*** Data to examine ***

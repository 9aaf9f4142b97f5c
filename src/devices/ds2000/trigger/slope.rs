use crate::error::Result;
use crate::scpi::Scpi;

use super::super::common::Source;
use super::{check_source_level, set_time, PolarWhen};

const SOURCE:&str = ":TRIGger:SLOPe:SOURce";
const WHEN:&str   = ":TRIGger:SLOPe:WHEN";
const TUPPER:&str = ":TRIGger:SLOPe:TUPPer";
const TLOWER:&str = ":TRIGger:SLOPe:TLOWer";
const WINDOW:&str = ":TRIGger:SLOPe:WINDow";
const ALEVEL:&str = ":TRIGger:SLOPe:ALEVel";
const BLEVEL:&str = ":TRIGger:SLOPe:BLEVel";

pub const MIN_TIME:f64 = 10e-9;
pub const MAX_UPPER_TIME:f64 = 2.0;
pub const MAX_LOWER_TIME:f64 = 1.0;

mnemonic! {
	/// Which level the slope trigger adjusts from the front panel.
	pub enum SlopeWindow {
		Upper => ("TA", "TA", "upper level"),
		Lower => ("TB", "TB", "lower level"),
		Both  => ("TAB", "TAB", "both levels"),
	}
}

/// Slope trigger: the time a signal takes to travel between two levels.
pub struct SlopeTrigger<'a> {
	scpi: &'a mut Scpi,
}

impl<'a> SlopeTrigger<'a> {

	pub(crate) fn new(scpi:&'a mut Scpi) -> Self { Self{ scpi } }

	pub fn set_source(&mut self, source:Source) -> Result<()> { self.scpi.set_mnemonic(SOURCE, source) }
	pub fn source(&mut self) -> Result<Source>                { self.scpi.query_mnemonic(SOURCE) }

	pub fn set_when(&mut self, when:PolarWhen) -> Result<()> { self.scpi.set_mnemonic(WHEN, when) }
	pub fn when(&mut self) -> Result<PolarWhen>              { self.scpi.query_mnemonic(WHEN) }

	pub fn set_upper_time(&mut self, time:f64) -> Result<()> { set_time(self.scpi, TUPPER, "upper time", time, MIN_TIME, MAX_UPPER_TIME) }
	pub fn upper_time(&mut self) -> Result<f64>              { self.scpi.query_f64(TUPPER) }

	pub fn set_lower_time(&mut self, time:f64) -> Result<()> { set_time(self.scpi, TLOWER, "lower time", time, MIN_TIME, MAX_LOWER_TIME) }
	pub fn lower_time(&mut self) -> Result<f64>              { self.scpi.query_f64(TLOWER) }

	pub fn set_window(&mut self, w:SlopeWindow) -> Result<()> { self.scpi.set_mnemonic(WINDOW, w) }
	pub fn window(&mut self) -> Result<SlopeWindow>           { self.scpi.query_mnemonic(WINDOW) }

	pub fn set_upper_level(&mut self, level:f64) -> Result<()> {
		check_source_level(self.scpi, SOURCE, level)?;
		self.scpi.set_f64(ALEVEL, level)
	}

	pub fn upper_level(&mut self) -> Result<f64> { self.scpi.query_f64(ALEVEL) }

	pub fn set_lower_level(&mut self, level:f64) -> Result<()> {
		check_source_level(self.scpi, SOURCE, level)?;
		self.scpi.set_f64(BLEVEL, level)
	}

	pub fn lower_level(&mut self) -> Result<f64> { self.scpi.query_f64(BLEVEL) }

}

***
*** Data to examine ***

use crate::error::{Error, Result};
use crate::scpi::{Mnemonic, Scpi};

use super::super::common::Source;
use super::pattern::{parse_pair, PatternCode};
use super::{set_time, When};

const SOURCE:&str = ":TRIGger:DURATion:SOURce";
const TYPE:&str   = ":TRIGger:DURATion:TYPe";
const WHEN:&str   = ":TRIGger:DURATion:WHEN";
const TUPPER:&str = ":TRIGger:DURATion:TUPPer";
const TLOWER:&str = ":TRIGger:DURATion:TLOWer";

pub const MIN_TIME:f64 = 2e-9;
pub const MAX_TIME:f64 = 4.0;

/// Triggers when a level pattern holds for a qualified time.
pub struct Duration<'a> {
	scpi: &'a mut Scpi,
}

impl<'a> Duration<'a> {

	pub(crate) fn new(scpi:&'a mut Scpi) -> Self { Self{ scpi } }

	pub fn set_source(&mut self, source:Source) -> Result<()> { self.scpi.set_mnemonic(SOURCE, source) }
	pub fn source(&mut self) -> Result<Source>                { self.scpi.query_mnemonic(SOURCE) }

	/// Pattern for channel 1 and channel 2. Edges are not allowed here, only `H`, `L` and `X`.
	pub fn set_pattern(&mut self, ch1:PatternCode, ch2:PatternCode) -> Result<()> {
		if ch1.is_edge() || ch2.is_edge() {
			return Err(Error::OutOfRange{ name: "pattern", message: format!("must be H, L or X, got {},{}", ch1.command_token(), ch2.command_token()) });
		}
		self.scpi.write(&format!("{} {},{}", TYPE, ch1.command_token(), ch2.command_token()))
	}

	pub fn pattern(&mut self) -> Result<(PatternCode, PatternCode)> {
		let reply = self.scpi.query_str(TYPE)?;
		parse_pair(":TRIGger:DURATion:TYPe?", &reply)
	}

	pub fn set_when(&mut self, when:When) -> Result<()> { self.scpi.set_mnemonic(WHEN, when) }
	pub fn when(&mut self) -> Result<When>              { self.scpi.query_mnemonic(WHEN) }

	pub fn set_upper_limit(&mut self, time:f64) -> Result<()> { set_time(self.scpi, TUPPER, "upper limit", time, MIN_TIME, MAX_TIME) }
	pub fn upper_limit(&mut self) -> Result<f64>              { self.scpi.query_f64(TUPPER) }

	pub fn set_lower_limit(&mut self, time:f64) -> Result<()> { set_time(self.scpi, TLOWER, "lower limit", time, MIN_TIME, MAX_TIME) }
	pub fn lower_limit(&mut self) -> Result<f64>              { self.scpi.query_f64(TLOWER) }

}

***

Action item: All lines above containing the string "TLOWER" are to be collected.

Output of the exercise:
const TLOWER:&str = ":TRIGger:SLOPe:TLOWer";
	pub fn set_lower_time(&mut self, time:f64) -> Result<()> { set_time(self.scpi, TLOWER, "lower time", time, MIN_TIME, MAX_LOWER_TIME) }
	pub fn lower_time(&mut self) -> Result<f64>              { self.scpi.query_f64(TLOWER) }
const TLOWER:&str = ":TRIGger:DURATion:TLOWer";
	pub fn set_lower_limit(&mut self, time:f64) -> Result<()> { set_time(self.scpi, TLOWER, "lower limit", time, MIN_TIME, MAX_TIME) }
	pub fn lower_limit(&mut self) -> Result<f64>              { self.scpi.query_f64(TLOWER) }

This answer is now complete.